Qué documentos forman parte de la gestión contractual
Cuando pensamos en qué es la gestión de contratos, a veces nos centramos en el documento firmado que recoge el acuerdo, sin embargo, la realidad es que un contrato genera una gran cantidad de información antes, durante y después de su firma. Para tener una visión completa de la relación contractual hay que gestionar correctamente toda la documentación legal y esos otros documentos relacionados.
Además del propio contrato, hay que conservar toda la documentación relacionada en un mismo expediente digital para evitar pérdidas de información y facilitar su consulta.
Entre los documentos más habituales se encuentran:
- El contrato principal, que recoge las condiciones acordadas entre las partes y constituye el documento de referencia durante toda la relación contractual.
- Los anexos contractuales, donde se incorporan modificaciones, ampliaciones de alcance, actualizaciones de precios, cambios de condiciones o cualquier otra información complementaria que forme parte del acuerdo.

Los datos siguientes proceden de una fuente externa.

// Auction Ledger - Core Library
// Exposes all modules for use in the TUI, the API server, and tests

pub mod player;
pub mod config;
pub mod auth;
pub mod audit;
pub mod error;
pub mod stats;
pub mod validator;
pub mod csv_io;
pub mod session;
pub mod logging;

#[cfg(feature = "tui")]
pub mod ui;

// Re-export commonly used types
pub use player::{seed_players, Grade, Player, PlayerId, Sport, Team};
pub use config::{AuctionConfig, Settings};
pub use auth::{hash_password, OperatorAuth, DEFAULT_PASSWORD};
pub use audit::{AuditCategory, AuditEntry, AuditLog, AUDIT_LOG_CAPACITY};
pub use error::{AuctionError, ImportError};
pub use stats::{calculate_team_stats, dashboard, team_stats, DashboardSummary, TeamStats, TopBid};
pub use validator::{quote_sale, validate_sale, SaleQuote};
pub use csv_io::{export_file, export_players, export_to_string, import_file, import_players};
pub use session::{AuctionSession, Command, Outcome, StateChange};

/// Library version
pub const VERSION: &str = env!("CARGO_PKG_VERSION");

- Las propuestas comerciales y ofertas previas, que permiten conocer el origen de determinadas cláusulas o compromisos adquiridos durante la negociación.
- Los acuerdos de confidencialidad, habituales antes del intercambio de información sensible y especialmente importantes en procesos de negociación o colaboración entre empresas.
- Las evidencias de firma, tanto si la firma ha sido manuscrita como digital, incluyendo certificados, sellos de tiempo o registros electrónicos que acreditan la validez del proceso.
- Las comunicaciones relevantes, como correos electrónicos, actas de reuniones o aprobaciones internas que justifican determinadas decisiones tomadas durante la negociación o ejecución del contrato.
- La documentación legal y administrativa asociada, como certificados, poderes de representación, documentación societaria o cualquier otro documento necesario para formalizar el acuerdo.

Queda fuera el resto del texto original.